━━━━━ DATA FOR PROCESSING ━━━━━

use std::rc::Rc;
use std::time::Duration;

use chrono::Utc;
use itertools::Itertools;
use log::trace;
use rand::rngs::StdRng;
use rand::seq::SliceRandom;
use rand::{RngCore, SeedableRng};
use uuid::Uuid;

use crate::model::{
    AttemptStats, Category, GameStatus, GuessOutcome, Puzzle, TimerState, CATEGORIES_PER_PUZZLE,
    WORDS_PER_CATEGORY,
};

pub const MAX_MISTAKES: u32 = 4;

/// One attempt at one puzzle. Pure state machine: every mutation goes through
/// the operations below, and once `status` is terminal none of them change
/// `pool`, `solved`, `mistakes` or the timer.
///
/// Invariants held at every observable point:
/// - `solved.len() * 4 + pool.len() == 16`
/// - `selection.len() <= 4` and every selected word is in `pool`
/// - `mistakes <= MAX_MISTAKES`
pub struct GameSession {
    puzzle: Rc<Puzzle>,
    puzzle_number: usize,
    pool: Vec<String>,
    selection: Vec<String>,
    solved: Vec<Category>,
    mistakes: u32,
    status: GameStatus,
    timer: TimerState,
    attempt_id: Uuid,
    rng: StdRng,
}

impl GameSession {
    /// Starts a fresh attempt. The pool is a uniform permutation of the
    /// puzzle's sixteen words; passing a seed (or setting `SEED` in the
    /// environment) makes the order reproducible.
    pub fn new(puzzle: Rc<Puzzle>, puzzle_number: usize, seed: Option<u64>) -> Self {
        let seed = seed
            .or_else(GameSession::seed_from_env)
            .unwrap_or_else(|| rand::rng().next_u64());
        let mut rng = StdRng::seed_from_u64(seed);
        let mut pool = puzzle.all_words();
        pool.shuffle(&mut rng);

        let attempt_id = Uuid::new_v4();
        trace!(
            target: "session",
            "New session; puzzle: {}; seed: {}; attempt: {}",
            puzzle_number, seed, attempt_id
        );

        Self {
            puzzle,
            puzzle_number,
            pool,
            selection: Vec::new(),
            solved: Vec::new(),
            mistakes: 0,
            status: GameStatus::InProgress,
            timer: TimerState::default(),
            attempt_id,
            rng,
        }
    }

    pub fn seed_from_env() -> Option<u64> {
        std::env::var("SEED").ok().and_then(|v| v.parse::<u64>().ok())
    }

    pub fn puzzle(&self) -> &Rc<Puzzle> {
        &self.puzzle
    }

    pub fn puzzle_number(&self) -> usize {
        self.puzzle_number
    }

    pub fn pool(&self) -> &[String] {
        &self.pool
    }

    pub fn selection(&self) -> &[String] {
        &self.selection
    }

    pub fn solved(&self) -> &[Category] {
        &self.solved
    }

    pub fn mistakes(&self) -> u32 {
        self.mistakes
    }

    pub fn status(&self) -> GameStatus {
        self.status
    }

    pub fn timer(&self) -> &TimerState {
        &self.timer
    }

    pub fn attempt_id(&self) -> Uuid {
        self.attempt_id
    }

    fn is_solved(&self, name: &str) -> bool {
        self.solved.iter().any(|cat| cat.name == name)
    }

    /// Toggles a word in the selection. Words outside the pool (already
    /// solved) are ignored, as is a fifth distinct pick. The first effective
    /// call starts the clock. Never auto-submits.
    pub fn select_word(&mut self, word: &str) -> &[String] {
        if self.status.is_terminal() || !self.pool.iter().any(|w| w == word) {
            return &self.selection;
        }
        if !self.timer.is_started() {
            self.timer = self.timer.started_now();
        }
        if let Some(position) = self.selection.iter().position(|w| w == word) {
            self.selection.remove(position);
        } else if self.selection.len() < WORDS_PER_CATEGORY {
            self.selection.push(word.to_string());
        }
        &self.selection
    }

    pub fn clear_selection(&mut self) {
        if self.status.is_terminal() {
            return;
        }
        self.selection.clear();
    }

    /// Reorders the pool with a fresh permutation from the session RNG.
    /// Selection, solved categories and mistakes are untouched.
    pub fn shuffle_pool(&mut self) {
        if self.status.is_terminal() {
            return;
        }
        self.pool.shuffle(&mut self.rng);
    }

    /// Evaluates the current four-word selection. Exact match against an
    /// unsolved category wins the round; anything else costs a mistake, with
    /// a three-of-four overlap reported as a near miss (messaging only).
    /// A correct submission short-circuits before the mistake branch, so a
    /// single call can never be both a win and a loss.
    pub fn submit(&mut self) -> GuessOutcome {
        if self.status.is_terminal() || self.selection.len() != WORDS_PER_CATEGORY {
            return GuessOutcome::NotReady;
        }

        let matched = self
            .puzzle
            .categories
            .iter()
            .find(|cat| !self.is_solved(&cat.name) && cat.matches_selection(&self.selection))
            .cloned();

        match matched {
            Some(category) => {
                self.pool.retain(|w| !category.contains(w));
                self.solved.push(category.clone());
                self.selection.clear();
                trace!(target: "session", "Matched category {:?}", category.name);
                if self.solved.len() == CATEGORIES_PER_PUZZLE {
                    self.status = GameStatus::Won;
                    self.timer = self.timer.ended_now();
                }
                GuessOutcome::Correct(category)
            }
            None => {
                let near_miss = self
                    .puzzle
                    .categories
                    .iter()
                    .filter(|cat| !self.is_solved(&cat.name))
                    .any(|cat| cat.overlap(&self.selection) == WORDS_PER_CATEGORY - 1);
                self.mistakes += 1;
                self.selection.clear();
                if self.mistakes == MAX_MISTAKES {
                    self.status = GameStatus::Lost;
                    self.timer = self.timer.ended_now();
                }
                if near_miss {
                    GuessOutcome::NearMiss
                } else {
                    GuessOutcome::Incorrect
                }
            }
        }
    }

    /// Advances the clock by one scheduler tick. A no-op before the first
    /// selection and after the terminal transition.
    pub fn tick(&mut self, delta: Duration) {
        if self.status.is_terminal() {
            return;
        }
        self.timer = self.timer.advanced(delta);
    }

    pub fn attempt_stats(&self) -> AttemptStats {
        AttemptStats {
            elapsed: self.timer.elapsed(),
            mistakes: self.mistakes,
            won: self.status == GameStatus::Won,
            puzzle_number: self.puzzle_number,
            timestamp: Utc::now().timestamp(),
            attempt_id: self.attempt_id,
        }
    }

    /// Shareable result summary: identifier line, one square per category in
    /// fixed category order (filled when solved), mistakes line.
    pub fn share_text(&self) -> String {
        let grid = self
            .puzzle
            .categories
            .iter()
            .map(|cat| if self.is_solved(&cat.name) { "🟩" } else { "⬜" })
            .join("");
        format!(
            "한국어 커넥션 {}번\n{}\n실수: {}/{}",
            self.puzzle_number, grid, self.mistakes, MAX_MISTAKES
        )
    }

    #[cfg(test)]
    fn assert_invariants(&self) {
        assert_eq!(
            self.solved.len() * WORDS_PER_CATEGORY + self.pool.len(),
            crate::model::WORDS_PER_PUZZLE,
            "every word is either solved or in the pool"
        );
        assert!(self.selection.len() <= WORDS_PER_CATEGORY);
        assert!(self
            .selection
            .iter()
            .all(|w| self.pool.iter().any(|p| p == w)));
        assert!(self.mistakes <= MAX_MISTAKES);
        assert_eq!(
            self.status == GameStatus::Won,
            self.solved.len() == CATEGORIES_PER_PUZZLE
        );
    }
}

━━━━━

Please set down each line of the records exactly as given.

use std::rc::Rc;
use std::time::Duration;

use chrono::Utc;
use itertools::Itertools;
use log::trace;
use rand::rngs::StdRng;
use rand::seq::SliceRandom;
use rand::{RngCore, SeedableRng};
use uuid::Uuid;

use crate::model::{
    AttemptStats, Category, GameStatus, GuessOutcome, Puzzle, TimerState, CATEGORIES_PER_PUZZLE,
    WORDS_PER_CATEGORY,
};

pub const MAX_MISTAKES: u32 = 4;

/// One attempt at one puzzle. Pure state machine: every mutation goes through
/// the operations below, and once `status` is terminal none of them change
/// `pool`, `solved`, `mistakes` or the timer.
///
/// Invariants held at every observable point:
/// - `solved.len() * 4 + pool.len() == 16`
/// - `selection.len() <= 4` and every selected word is in `pool`
/// - `mistakes <= MAX_MISTAKES`
pub struct GameSession {
    puzzle: Rc<Puzzle>,
    puzzle_number: usize,
    pool: Vec<String>,
    selection: Vec<String>,
    solved: Vec<Category>,
    mistakes: u32,
    status: GameStatus,
    timer: TimerState,
    attempt_id: Uuid,
    rng: StdRng,
}

impl GameSession {
    /// Starts a fresh attempt. The pool is a uniform permutation of the
    /// puzzle's sixteen words; passing a seed (or setting `SEED` in the
    /// environment) makes the order reproducible.
    pub fn new(puzzle: Rc<Puzzle>, puzzle_number: usize, seed: Option<u64>) -> Self {
        let seed = seed
            .or_else(GameSession::seed_from_env)
            .unwrap_or_else(|| rand::rng().next_u64());
        let mut rng = StdRng::seed_from_u64(seed);
        let mut pool = puzzle.all_words();
        pool.shuffle(&mut rng);

        let attempt_id = Uuid::new_v4();
        trace!(
            target: "session",
            "New session; puzzle: {}; seed: {}; attempt: {}",
            puzzle_number, seed, attempt_id
        );

        Self {
            puzzle,
            puzzle_number,
            pool,
            selection: Vec::new(),
            solved: Vec::new(),
            mistakes: 0,
            status: GameStatus::InProgress,
            timer: TimerState::default(),
            attempt_id,
            rng,
        }
    }

    pub fn seed_from_env() -> Option<u64> {
        std::env::var("SEED").ok().and_then(|v| v.parse::<u64>().ok())
    }

    pub fn puzzle(&self) -> &Rc<Puzzle> {
        &self.puzzle
    }

    pub fn puzzle_number(&self) -> usize {
        self.puzzle_number
    }

    pub fn pool(&self) -> &[String] {
        &self.pool
    }

    pub fn selection(&self) -> &[String] {
        &self.selection
    }

    pub fn solved(&self) -> &[Category] {
        &self.solved
    }

    pub fn mistakes(&self) -> u32 {
        self.mistakes
    }

    pub fn status(&self) -> GameStatus {
        self.status
    }

    pub fn timer(&self) -> &TimerState {
        &self.timer
    }

    pub fn attempt_id(&self) -> Uuid {
        self.attempt_id
    }

    fn is_solved(&self, name: &str) -> bool {
        self.solved.iter().any(|cat| cat.name == name)
    }

    /// Toggles a word in the selection. Words outside the pool (already
    /// solved) are ignored, as is a fifth distinct pick. The first effective
    /// call starts the clock. Never auto-submits.
    pub fn select_word(&mut self, word: &str) -> &[String] {
        if self.status.is_terminal() || !self.pool.iter().any(|w| w == word) {
            return &self.selection;
        }
        if !self.timer.is_started() {
            self.timer = self.timer.started_now();
        }
        if let Some(position) = self.selection.iter().position(|w| w == word) {
            self.selection.remove(position);
        } else if self.selection.len() < WORDS_PER_CATEGORY {
            self.selection.push(word.to_string());
        }
        &self.selection
    }

    pub fn clear_selection(&mut self) {
        if self.status.is_terminal() {
            return;
        }
        self.selection.clear();
    }

    /// Reorders the pool with a fresh permutation from the session RNG.
    /// Selection, solved categories and mistakes are untouched.
    pub fn shuffle_pool(&mut self) {
        if self.status.is_terminal() {
            return;
        }
        self.pool.shuffle(&mut self.rng);
    }

    /// Evaluates the current four-word selection. Exact match against an
    /// unsolved category wins the round; anything else costs a mistake, with
    /// a three-of-four overlap reported as a near miss (messaging only).
    /// A correct submission short-circuits before the mistake branch, so a
    /// single call can never be both a win and a loss.
    pub fn submit(&mut self) -> GuessOutcome {
        if self.status.is_terminal() || self.selection.len() != WORDS_PER_CATEGORY {
            return GuessOutcome::NotReady;
        }

        let matched = self
            .puzzle
            .categories
            .iter()
            .find(|cat| !self.is_solved(&cat.name) && cat.matches_selection(&self.selection))
            .cloned();

        match matched {
            Some(category) => {
                self.pool.retain(|w| !category.contains(w));
                self.solved.push(category.clone());
                self.selection.clear();
                trace!(target: "session", "Matched category {:?}", category.name);
                if self.solved.len() == CATEGORIES_PER_PUZZLE {
                    self.status = GameStatus::Won;
                    self.timer = self.timer.ended_now();
                }
                GuessOutcome::Correct(category)
            }
            None => {
                let near_miss = self
                    .puzzle
                    .categories
                    .iter()
                    .filter(|cat| !self.is_solved(&cat.name))
                    .any(|cat| cat.overlap(&self.selection) == WORDS_PER_CATEGORY - 1);
                self.mistakes += 1;
                self.selection.clear();
                if self.mistakes == MAX_MISTAKES {
                    self.status = GameStatus::Lost;
                    self.timer = self.timer.ended_now();
                }
                if near_miss {
                    GuessOutcome::NearMiss
                } else {
                    GuessOutcome::Incorrect
                }
            }
        }
    }

    /// Advances the clock by one scheduler tick. A no-op before the first
    /// selection and after the terminal transition.
    pub fn tick(&mut self, delta: Duration) {
        if self.status.is_terminal() {
            return;
        }
        self.timer = self.timer.advanced(delta);
    }

    pub fn attempt_stats(&self) -> AttemptStats {
        AttemptStats {
            elapsed: self.timer.elapsed(),
            mistakes: self.mistakes,
            won: self.status == GameStatus::Won,
            puzzle_number: self.puzzle_number,
            timestamp: Utc::now().timestamp(),
            attempt_id: self.attempt_id,
        }
    }

    /// Shareable result summary: identifier line, one square per category in
    /// fixed category order (filled when solved), mistakes line.
    pub fn share_text(&self) -> String {
        let grid = self
            .puzzle
            .categories
            .iter()
            .map(|cat| if self.is_solved(&cat.name) { "🟩" } else { "⬜" })
            .join("");
        format!(
            "한국어 커넥션 {}번\n{}\n실수: {}/{}",
            self.puzzle_number, grid, self.mistakes, MAX_MISTAKES
        )
    }

    #[cfg(test)]
    fn assert_invariants(&self) {
        assert_eq!(
            self.solved.len() * WORDS_PER_CATEGORY + self.pool.len(),
            crate::model::WORDS_PER_PUZZLE,
            "every word is either solved or in the pool"
        );
        assert!(self.selection.len() <= WORDS_PER_CATEGORY);
        assert!(self
            .selection
            .iter()
            .all(|w| self.pool.iter().any(|p| p == w)));
        assert!(self.mistakes <= MAX_MISTAKES);
        assert_eq!(
            self.status == GameStatus::Won,
            self.solved.len() == CATEGORIES_PER_PUZZLE
        );
    }
}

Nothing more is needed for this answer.